Below are some entries. Reproduce them word for word.

------ ENTRIES PROVIDED

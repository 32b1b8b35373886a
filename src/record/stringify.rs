//! Renders a [`CompiledRecord`] back to canonical SPF text.
//!
//! Produces canonical prefix punctuation, lowercase keywords, numeric CIDR
//! suffixes, and macro variable letters preserved in their original case
//! (the last handled by `crate::record::token::stringify_tokens`), so that
//! compiling and re-stringifying a record is idempotent.

use crate::record::token::stringify_tokens;
use crate::record::{Cidr, CompiledRecord, DomainSpec, MechanismBody};
use crate::spf::Qualifier;
use std::fmt::Write;

pub fn stringify(record: &CompiledRecord) -> String {
    let mut out = String::from("v=spf1");
    for mech in &record.mechanisms {
        out.push(' ');
        if mech.qualifier != Qualifier::Pass {
            out.push(mech.qualifier.as_prefix_char());
        }
        write_mechanism_body(&mut out, &mech.body);
    }
    for modifier in &record.modifiers {
        out.push(' ');
        out.push_str(&modifier.name);
        out.push('=');
        out.push_str(&stringify_domain(&modifier.domain));
    }
    out
}

fn stringify_domain(spec: &DomainSpec) -> String {
    stringify_tokens(&spec.tokens)
}

fn write_cidr(out: &mut String, cidr: &Cidr) {
    if let Some(v4) = cidr.v4 {
        let n = if v4 == 0 { 32 } else { v4 };
        write!(out, "/{n}").unwrap();
    }
    if let Some(v6) = cidr.v6 {
        let n = if v6 == 0 { 128 } else { v6 };
        write!(out, "//{n}").unwrap();
    }
}

fn write_mechanism_body(out: &mut String, body: &MechanismBody) {
    match body {
        MechanismBody::A { domain, cidr } => {
            out.push('a');
            if let Some(d) = domain {
                out.push(':');
                out.push_str(&stringify_domain(d));
            }
            write_cidr(out, cidr);
        }
        MechanismBody::Mx { domain, cidr } => {
            out.push_str("mx");
            if let Some(d) = domain {
                out.push(':');
                out.push_str(&stringify_domain(d));
            }
            write_cidr(out, cidr);
        }
        MechanismBody::Ptr { domain } => {
            out.push_str("ptr");
            if let Some(d) = domain {
                out.push(':');
                out.push_str(&stringify_domain(d));
            }
        }
        MechanismBody::Ip4 { addr, prefix } => {
            let n = if *prefix == 0 { 32 } else { *prefix };
            write!(out, "ip4:{addr}/{n}").unwrap();
        }
        MechanismBody::Ip6 { addr, prefix } => {
            let n = if *prefix == 0 { 128 } else { *prefix };
            write!(out, "ip6:{addr}/{n}").unwrap();
        }
        MechanismBody::Include { domain } => {
            out.push_str("include:");
            out.push_str(&stringify_domain(domain));
        }
        MechanismBody::Exists { domain } => {
            out.push_str("exists:");
            out.push_str(&stringify_domain(domain));
        }
        MechanismBody::Redirect { domain } => {
            out.push_str("redirect:");
            out.push_str(&stringify_domain(domain));
        }
        MechanismBody::All => out.push_str("all"),
        MechanismBody::Unknown { name } => out.push_str(name),
    }
}

#[cfg(test)]
mod tests {
    use super::*;
    use crate::record::compile::compile;

    fn roundtrip(text: &str) {
        let first = compile(text, 10);
        assert!(first.error.is_none(), "{text}: {:?}", first.error);
        let rendered = stringify(&first.record);
        let second = compile(&rendered, 10);
        assert!(second.error.is_none(), "{rendered}: {:?}", second.error);
        assert_eq!(first.record, second.record, "{text} -> {rendered}");
    }

    #[test]
    fn round_trips_common_records() {
        roundtrip("v=spf1 ip4:192.0.2.0/24 -all");
        roundtrip("v=spf1 a mx -all");
        roundtrip("v=spf1 include:other.example ~all");
        roundtrip("v=spf1 a:mail.example.com/24 -all");
        roundtrip("v=spf1 exists:%{ir}.bl.example -all");
        roundtrip("v=spf1 redirect=_spf.example.com");
        roundtrip("v=spf1 ?all");
    }

    #[test]
    fn host_route_prints_as_32_not_0() {
        let out = compile("v=spf1 ip4:192.0.2.1/32 -all", 10);
        let text = stringify(&out.record);
        assert!(text.contains("ip4:192.0.2.1/32"));
    }
}
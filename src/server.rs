//! Process-wide configuration shared by many evaluations: the resolver
//! chain, default explanation, local policy, receiving host name, and the
//! DNS-lookup bounds every evaluation must respect.

use std::sync::Arc;

use crate::dns::Resolver;
use crate::record::{compile::compile, CompiledRecord};

const DEFAULT_EXPLANATION: &str =
    "Please see http://www.openspf.org/Why?s=%{S}&id=%{S}&ip=%{C}&r=%{R}";

pub struct Server {
    pub resolver: Arc<dyn Resolver>,
    pub receiving_domain: String,
    pub default_explanation: String,
    pub local_policy: Option<CompiledRecord>,
    pub max_dns_mech: u32,
    pub max_dns_ptr: u32,
    pub max_dns_mx: u32,
    pub sanitize: bool,
}

impl Server {
    pub fn new(resolver: Arc<dyn Resolver>, receiving_domain: impl Into<String>) -> Self {
        Self {
            resolver,
            receiving_domain: receiving_domain.into(),
            default_explanation: DEFAULT_EXPLANATION.to_owned(),
            local_policy: None,
            max_dns_mech: 10,
            max_dns_ptr: 10,
            max_dns_mx: 10,
            sanitize: true,
        }
    }

    pub fn with_default_explanation(mut self, explanation: impl Into<String>) -> Self {
        self.default_explanation = explanation.into();
        self
    }

    /// Compiles and attaches a local-policy record, spliced into evaluated
    /// records per the interpreter's local-policy placement rule when the
    /// request opts in.
    pub fn with_local_policy(mut self, policy_text: &str) -> Self {
        let outcome = compile(policy_text, u32::MAX);
        self.local_policy = Some(outcome.record);
        self
    }

    pub fn with_max_dns_mech(mut self, n: u32) -> Self {
        self.max_dns_mech = n;
        self
    }

    pub fn with_max_dns_ptr(mut self, n: u32) -> Self {
        self.max_dns_ptr = n;
        self
    }

    pub fn with_max_dns_mx(mut self, n: u32) -> Self {
        self.max_dns_mx = n;
        self
    }

    pub fn with_sanitize(mut self, sanitize: bool) -> Self {
        self.sanitize = sanitize;
        self
    }
}

#[cfg(test)]
mod tests {
    use super::*;
    use crate::dns::null::NullResolver;

    #[test]
    fn defaults_match_documented_bounds() {
        let server = Server::new(Arc::new(NullResolver), "mail.example.com");
        assert_eq!(server.max_dns_mech, 10);
        assert_eq!(server.max_dns_ptr, 10);
        assert_eq!(server.max_dns_mx, 10);
        assert!(server.sanitize);
        assert!(server.local_policy.is_none());
    }

    #[test]
    fn local_policy_compiles_eagerly() {
        let server = Server::new(Arc::new(NullResolver), "mail.example.com")
            .with_local_policy("v=spf1 ip4:192.0.2.0/24 -all");
        assert!(server.local_policy.is_some());
    }
}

------------

_ANSWER TO THIS PROBLEM:_
repository 32b1b8b35373886a
filename src/record/stringify.rs
//! Renders a [`CompiledRecord`] back to canonical SPF text.
//!
//! Produces canonical prefix punctuation, lowercase keywords, numeric CIDR
//! suffixes, and macro variable letters preserved in their original case
//! (the last handled by `crate::record::token::stringify_tokens`), so that
//! compiling and re-stringifying a record is idempotent.

use crate::record::token::stringify_tokens;
use crate::record::{Cidr, CompiledRecord, DomainSpec, MechanismBody};
use crate::spf::Qualifier;
use std::fmt::Write;

pub fn stringify(record: &CompiledRecord) -> String {
    let mut out = String::from("v=spf1");
    for mech in &record.mechanisms {
        out.push(' ');
        if mech.qualifier != Qualifier::Pass {
            out.push(mech.qualifier.as_prefix_char());
        }
        write_mechanism_body(&mut out, &mech.body);
    }
    for modifier in &record.modifiers {
        out.push(' ');
        out.push_str(&modifier.name);
        out.push('=');
        out.push_str(&stringify_domain(&modifier.domain));
    }
    out
}

fn stringify_domain(spec: &DomainSpec) -> String {
    stringify_tokens(&spec.tokens)
}

fn write_cidr(out: &mut String, cidr: &Cidr) {
    if let Some(v4) = cidr.v4 {
        let n = if v4 == 0 { 32 } else { v4 };
        write!(out, "/{n}").unwrap();
    }
    if let Some(v6) = cidr.v6 {
        let n = if v6 == 0 { 128 } else { v6 };
        write!(out, "//{n}").unwrap();
    }
}

fn write_mechanism_body(out: &mut String, body: &MechanismBody) {
    match body {
        MechanismBody::A { domain, cidr } => {
            out.push('a');
            if let Some(d) = domain {
                out.push(':');
                out.push_str(&stringify_domain(d));
            }
            write_cidr(out, cidr);
        }
        MechanismBody::Mx { domain, cidr } => {
            out.push_str("mx");
            if let Some(d) = domain {
                out.push(':');
                out.push_str(&stringify_domain(d));
            }
            write_cidr(out, cidr);
        }
        MechanismBody::Ptr { domain } => {
            out.push_str("ptr");
            if let Some(d) = domain {
                out.push(':');
                out.push_str(&stringify_domain(d));
            }
        }
        MechanismBody::Ip4 { addr, prefix } => {
            let n = if *prefix == 0 { 32 } else { *prefix };
            write!(out, "ip4:{addr}/{n}").unwrap();
        }
        MechanismBody::Ip6 { addr, prefix } => {
            let n = if *prefix == 0 { 128 } else { *prefix };
            write!(out, "ip6:{addr}/{n}").unwrap();
        }
        MechanismBody::Include { domain } => {
            out.push_str("include:");
            out.push_str(&stringify_domain(domain));
        }
        MechanismBody::Exists { domain } => {
            out.push_str("exists:");
            out.push_str(&stringify_domain(domain));
        }
        MechanismBody::Redirect { domain } => {
            out.push_str("redirect:");
            out.push_str(&stringify_domain(domain));
        }
        MechanismBody::All => out.push_str("all"),
        MechanismBody::Unknown { name } => out.push_str(name),
    }
}

#[cfg(test)]
mod tests {
    use super::*;
    use crate::record::compile::compile;

    fn roundtrip(text: &str) {
        let first = compile(text, 10);
        assert!(first.error.is_none(), "{text}: {:?}", first.error);
        let rendered = stringify(&first.record);
        let second = compile(&rendered, 10);
        assert!(second.error.is_none(), "{rendered}: {:?}", second.error);
        assert_eq!(first.record, second.record, "{text} -> {rendered}");
    }

    #[test]
    fn round_trips_common_records() {
        roundtrip("v=spf1 ip4:192.0.2.0/24 -all");
        roundtrip("v=spf1 a mx -all");
        roundtrip("v=spf1 include:other.example ~all");
        roundtrip("v=spf1 a:mail.example.com/24 -all");
        roundtrip("v=spf1 exists:%{ir}.bl.example -all");
        roundtrip("v=spf1 redirect=_spf.example.com");
        roundtrip("v=spf1 ?all");
    }

    #[test]
    fn host_route_prints_as_32_not_0() {
        let out = compile("v=spf1 ip4:192.0.2.1/32 -all", 10);
        let text = stringify(&out.record);
        assert!(text.contains("ip4:192.0.2.1/32"));
    }
}
filename src/server.rs
//! Process-wide configuration shared by many evaluations: the resolver
//! chain, default explanation, local policy, receiving host name, and the
//! DNS-lookup bounds every evaluation must respect.

use std::sync::Arc;

use crate::dns::Resolver;
use crate::record::{compile::compile, CompiledRecord};

const DEFAULT_EXPLANATION: &str =
    "Please see http://www.openspf.org/Why?s=%{S}&id=%{S}&ip=%{C}&r=%{R}";

pub struct Server {
    pub resolver: Arc<dyn Resolver>,
    pub receiving_domain: String,
    pub default_explanation: String,
    pub local_policy: Option<CompiledRecord>,
    pub max_dns_mech: u32,
    pub max_dns_ptr: u32,
    pub max_dns_mx: u32,
    pub sanitize: bool,
}

impl Server {
    pub fn new(resolver: Arc<dyn Resolver>, receiving_domain: impl Into<String>) -> Self {
        Self {
            resolver,
            receiving_domain: receiving_domain.into(),
            default_explanation: DEFAULT_EXPLANATION.to_owned(),
            local_policy: None,
            max_dns_mech: 10,
            max_dns_ptr: 10,
            max_dns_mx: 10,
            sanitize: true,
        }
    }

    pub fn with_default_explanation(mut self, explanation: impl Into<String>) -> Self {
        self.default_explanation = explanation.into();
        self
    }

    /// Compiles and attaches a local-policy record, spliced into evaluated
    /// records per the interpreter's local-policy placement rule when the
    /// request opts in.
    pub fn with_local_policy(mut self, policy_text: &str) -> Self {
        let outcome = compile(policy_text, u32::MAX);
        self.local_policy = Some(outcome.record);
        self
    }

    pub fn with_max_dns_mech(mut self, n: u32) -> Self {
        self.max_dns_mech = n;
        self
    }

    pub fn with_max_dns_ptr(mut self, n: u32) -> Self {
        self.max_dns_ptr = n;
        self
    }

    pub fn with_max_dns_mx(mut self, n: u32) -> Self {
        self.max_dns_mx = n;
        self
    }

    pub fn with_sanitize(mut self, sanitize: bool) -> Self {
        self.sanitize = sanitize;
        self
    }
}

#[cfg(test)]
mod tests {
    use super::*;
    use crate::dns::null::NullResolver;

    #[test]
    fn defaults_match_documented_bounds() {
        let server = Server::new(Arc::new(NullResolver), "mail.example.com");
        assert_eq!(server.max_dns_mech, 10);
        assert_eq!(server.max_dns_ptr, 10);
        assert_eq!(server.max_dns_mx, 10);
        assert!(server.sanitize);
        assert!(server.local_policy.is_none());
    }

    #[test]
    fn local_policy_compiles_eagerly() {
        let server = Server::new(Arc::new(NullResolver), "mail.example.com")
            .with_local_policy("v=spf1 ip4:192.0.2.0/24 -all");
        assert!(server.local_policy.is_some());
    }
}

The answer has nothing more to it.